Closed wbarhdad closed 7 months ago
Very nice. I think better practise would be to use ... argument? We should see how we can use this.
I agree to use the ...
approach: https://www.r-bloggers.com/2013/01/the-three-dots-construct-in-r/
@wlangera Implemented ... approach
we need to change the name of the argument temporal_autocorr
I pulled the main but there are still a lot of failures. @Annegreet I think it is better if your work is in a separate branche because this PR is getting too big. The part of Wissam can already be implemented, but your function is still in development (as far as I can tell).
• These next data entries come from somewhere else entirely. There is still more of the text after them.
//! Report compilation.
//!
//! The report is only rendered once every finalized flow is known: row order
//! depends on the full set.

use std::collections::{BTreeMap, BTreeSet};

use xflow_clock::TimeOffset;
use xflow_schema::{merge_shards, Accumulator, FlowKey};

use crate::row::ReportRow;

/// Header line of the CSV report.
pub const HEADER: &str =
    "START, END, SRC IP, DST IP, SRC PORT, DST PORT, ETHER TYPE, PROTO, #PACKETS, #BYTES";

/// How duplicate rows are collapsed.
#[derive(Debug, Clone, Copy, PartialEq, Eq, Default)]
pub enum DedupMode {
    /// One row per flow identity.
    #[default]
    FlowKey,
    /// Legacy behavior: rows with identical rendered text collapse into one,
    /// even when they come from distinct flows.
    RenderedText,
}

/// What to do with rows whose ethertype has no address decoder.
#[derive(Debug, Clone, Copy, PartialEq, Eq, Default)]
pub enum UnrecognizedPolicy {
    /// Emit the row with empty address fields.
    #[default]
    Render,
    /// Leave the row out of the report.
    Skip,
}

/// Report compilation options.
#[derive(Debug, Clone, Copy, PartialEq, Eq, Default)]
pub struct ReportOptions {
    pub dedup: DedupMode,
    pub unrecognized: UnrecognizedPolicy,
}

/// Counters describing what happened during compilation.
#[derive(Debug, Clone, Copy, Default, PartialEq, Eq)]
pub struct ReportStats {
    /// Finalized flows read from the cache.
    pub flows: usize,
    /// Rows in the report (header excluded).
    pub rows: usize,
    /// Flows with no packet on any CPU.
    pub phantoms: usize,
    /// Flows whose ethertype could not be decoded.
    pub undecoded: usize,
    /// Undecoded flows left out under `UnrecognizedPolicy::Skip`.
    pub skipped: usize,
    /// Rows dropped by deduplication.
    pub duplicates: usize,
}

/// A compiled report.
#[derive(Debug, Clone, PartialEq)]
pub struct Report {
    /// Rendered rows in output order, without the header.
    pub lines: Vec<String>,
    pub stats: ReportStats,
}

impl Report {
    /// Render the full CSV artifact, header first, one line per row.
    pub fn to_csv(&self) -> String {
        let mut out = String::with_capacity(HEADER.len() + 1 + self.lines.len() * 96);
        out.push_str(HEADER);
        out.push('\n');
        for line in &self.lines {
            out.push_str(line);
            out.push('\n');
        }
        out
    }
}

/// Compile finalized flows into a report.
pub fn compile_report(
    entries: &[(FlowKey, Vec<Accumulator>)],
    offset: TimeOffset,
    options: &ReportOptions,
) -> Report {
    let mut stats = ReportStats {
        flows: entries.len(),
        ..Default::default()
    };

    let mut rows: Vec<ReportRow> = Vec::with_capacity(entries.len());
    for (key, shards) in entries {
        let Some(view) = merge_shards(shards) else {
            stats.phantoms += 1;
            continue;
        };

        let row = ReportRow::new(*key, view, offset);
        if !row.family.is_recognized() {
            stats.undecoded += 1;
            if options.unrecognized == UnrecognizedPolicy::Skip {
                stats.skipped += 1;
                continue;
            }
        }
        rows.push(row);
    }

    let before = rows.len();
    let mut lines: Vec<String> = match options.dedup {
        DedupMode::FlowKey => {
            let by_key: BTreeMap<FlowKey, ReportRow> =
                rows.into_iter().map(|row| (row.key, row)).collect();
            by_key.values().map(ReportRow::render).collect()
        }
        DedupMode::RenderedText => {
            let by_text: BTreeSet<String> = rows.iter().map(ReportRow::render).collect();
            by_text.into_iter().collect()
        }
    };
    stats.duplicates = before - lines.len();

    lines.sort_by(|a, b| {
        leading_start(a)
            .total_cmp(&leading_start(b))
            .then_with(|| a.cmp(b))
    });
    stats.rows = lines.len();

    Report { lines, stats }
}

/// Parse the start time from a rendered row's leading field.
///
/// Unparseable fields sort last.
pub fn leading_start(line: &str) -> f64 {
    line.split(',')
        .next()
        .and_then(|field| field.trim().parse::<f64>().ok())
        .unwrap_or(f64::INFINITY)
}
@wbarhdad and @Annegreet can you sit together and discuss how to move further? I will ask @PietrH about the check failures.
You've got a failing test as well as several R CMD CHECK issues. I'm looking into it.
3 Expectations were failing, 2 were just missing characters in the error message expectation. I fixed those. The 3rd one is more complicated:
── Error ('test-simulate_timeseries.R:30:3'): arguments are of the right class ──
Error in `lambdas[i] <- lambdas[i - 1] + step`: replacement has length zero
Backtrace:
▆
1. ├─testthat::expect_error(...) at test-simulate_timeseries.R:30:3
2. │ └─testthat:::expect_condition_matching(...)
3. │ └─testthat:::quasi_capture(...)
4. │ ├─testthat (local) .capture(...)
5. │ │ └─base::withCallingHandlers(...)
6. │ └─rlang::eval_bare(quo_get_expr(.quo), quo_get_env(.quo))
7. └─simcuber::simulate_timeseries(n_time_points = 1, temporal_autocorr = simulate_random_walk)
8. └─simcuber (local) temporal_autocorr(initial_average_abundance, n_time_points, seed = seed) at simcuber/R/simulate_timeseries.R:196:7
Failing around :
I'm investigating.
On a related note, the example of simulate_timeseries()
is quite complex, and causing issues. Should we move it to a vignette instead?
Actual issue is in simulate_random_walk()
for (i in 2:n_time_points) {
step <- stats::rnorm(1, mean = 0, sd = sd_step)
lambdas[i] <- lambdas[i - 1] + step
}
@wlangera
Custom user functions need three arguments: initial_abundance, n_time_points and pars. Pars is a numeric vector that has any potential parameters for a function. Not sure if this is an acceptable approach in R.